Breathing Lessons
Today there are dozens of different therapeutic breathing techniques. Most of them are actually just versions of basic diaphragmatic, or belly, breathing. Here are a couple of simple but powerful exercises to get your breath going.
- Relaxation response – A teqnique was developed at the Harvard Medical School after reaserch into meditation and its benefits: find a quiet, comfortable place (so you don’t fall asleep), focus your attention to the feeling of the breath as it enters at the edge of your nostrils, breathe in and as you breathe out, repeat a one syllable word such as love, God, One. When distracting thoughts appear (which are likely to especially when you first start practicing) , say no passively and go back to repeating the word. Repeat this exercise for 20 minutes to one hour daily.
- Breathing Coordination (from Carl Stough, founder of the Carl Stough Institute of Breathing Coordination in New York City). Start practicing this exercise lying down, although when it becomes easy, you can do it sitting or standing. Keeping the jaw loose, inhale deeply but comfortably through the mouth. As you exhale, begin to audibly count (a soft whisper is fine). Concentrate on opening the throat muscles as wide as possible as you do this so you can extend the exhale without any pressure or effort, getting rid of as much carbon dioxide as possible. At the end of the exhale, the inhale will come automatically because of the vacuum created by your empty lungs. Continue for about 10 minutes.
- Stough believes repeatedly practicing this simple exercise is the key to retraining your diaphragm to breathe properly and therefore increase your oxygen intake. He suggests doing it first thing in the morning and before you go to bed at night, although you can do it at other times as well.
- The Work-Station Breaking Break (from Jeffrey A. Migdow, M.D., holistic physician in private practice in Lennox, Mass., and coauthor of Breathe In, Breathe Out: Inhale Energy and Exhale Stress by Guiding and Controlling Your Breathing [Time Life Books, 1986, 1999]). Sit up straight, legs uncrossed. As you begin taking slow deep breaths, allow your abdomen to fill completely. Exhale as far as possible. Repeat for a minute or two.
- Then, mentally scan your body from head to toe, concentrating on each body part and noting spots that are tense. As you inhale, visualize these areas relaxing as they open and fill with air; as you exhale, feel the aches, pains and tension being released. Feel free to physically move those tense areas, such as shrugging your shoulders or wiggling your toes.
- Continue the exercise for two minutes. For optimal effect, you can repeat this exercise every hour, or whenever necessary. Because it’s fairly subtle, quick and easy, Migdow suggests it’s a perfect stress-buster to use at work or in any other public place.
Breathwork Glossary
Breathwork is an umbrella term covering a wide variety of techniques. Here are three of the most common ones.

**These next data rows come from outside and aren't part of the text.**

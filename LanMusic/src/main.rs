use anyhow::Result;
use lmacquire::AcquireConfigExt;
use lmcache::{CacheConfigExt, CacheStore};
use lmconfig::get_config;
use lmfetch::FetcherConfigExt;
use lmlibrary::{Library, LibraryConfigExt, SessionStore};
use lmserver::{LanMusicExt, LoggingOptions, Server};
use std::sync::Arc;
use std::time::Duration;
use tracing::{info, warn};

/// Période du nettoyage du répertoire de staging
const STAGING_CLEANUP_PERIOD: Duration = Duration::from_secs(3600);

#[tokio::main]
async fn main() -> Result<()> {
    // ========== PHASE 1 : Configuration et logs ==========
    let config = get_config();

    let mut server = Server::new_configured();
    server.init_logging(LoggingOptions::from_config(&config));

    // ========== PHASE 2 : Cache et acquisition ==========
    info!("Opening audio cache...");
    let store = config.create_cache_store()?;
    let staging_max_age = config.get_staging_max_age();

    let removed = store.clean_staging(staging_max_age).await?;
    let report = store.consolidate().await?;
    info!(
        staging_removed = removed,
        dropped_rows = report.dropped_rows,
        removed_files = report.removed_files,
        "Cache ready at {}",
        store.root().display()
    );

    let fetcher = config.create_fetcher()?;
    if config.get_fetcher_update_on_startup() {
        let fetcher = fetcher.clone();
        tokio::spawn(async move { fetcher.self_update().await });
    }

    let coordinator = config.create_coordinator(store.clone(), fetcher);

    // ========== PHASE 3 : Bibliothèque ==========
    let library = Arc::new(Library::new(coordinator));
    let credentials = config.load_credentials()?;
    let catalog = config.create_catalog_source(credentials)?;
    info!(source = catalog.name(), "Loading library catalog...");

    let _refresh = library
        .clone()
        .spawn_refresh(catalog, config.get_refresh_interval());
    let _follow = library.clone().follow_acquisitions();
    let _cleanup = spawn_staging_cleanup(store, staging_max_age);

    let history = Arc::new(config.create_history());
    let sessions = Arc::new(SessionStore::new());

    // ========== PHASE 4 : Démarrage du serveur ==========
    server.init_lanmusic(library, history, sessions)?;

    info!("Starting HTTP server...");
    server.start().await?;

    let info = server.info();
    info!(
        "LanMusic is ready: http://{}:{}/stream/{{id}}",
        info.base_url, info.http_port
    );
    info!("Press Ctrl+C to stop...");
    server.wait().await;

    Ok(())
}

fn spawn_staging_cleanup(store: Arc<CacheStore>, max_age: Duration) -> tokio::task::JoinHandle<()> {
    tokio::spawn(async move {
        let mut ticker = tokio::time::interval(STAGING_CLEANUP_PERIOD);
        // Le premier tick est immédiat et le nettoyage vient d'être fait
        ticker.tick().await;
        loop {
            ticker.tick().await;
            match store.clean_staging(max_age).await {
                Ok(0) => {}
                Ok(removed) => info!(removed, "Stale staging files removed"),
                Err(e) => warn!("Staging cleanup failed: {}", e),
            }
        }
    })
}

- Alternate Nostril Breathing originated with yogic practices but now enjoys wider applications for such things as stress reduction and fighting fatigue. It involves closing one nostril as you forcibly breath through the other, then switching nostrils. Alternating between the two nostrils reputedly stimulates both hemispheres of the brain: Breathing through the right nostril stimulates your left brain, used for logical, linear thinking, while breathing through the left stimulates your right brain, the seat of your creativity and emotions.
- Holotropic Breathing, developed by Stanislav Grof, M.D., combines elements from aboriginal traditions. Eastern spirituality and Western psychology to help people release trapped emotions. Employed in a workshop setting, the method relies on continuous, fast, deep breathing and evocative music to help people attain altered states of consciousness.
- Transform Breathing (also called Full Wave Breathing), developed by Thomas Goode of the International Breath Institute, focuses not just on the diaphragm but on the lower abdomen, solar plexus and chest. It envisions breath as a metaphor for life–with full and open breathing facilitating a full and open life.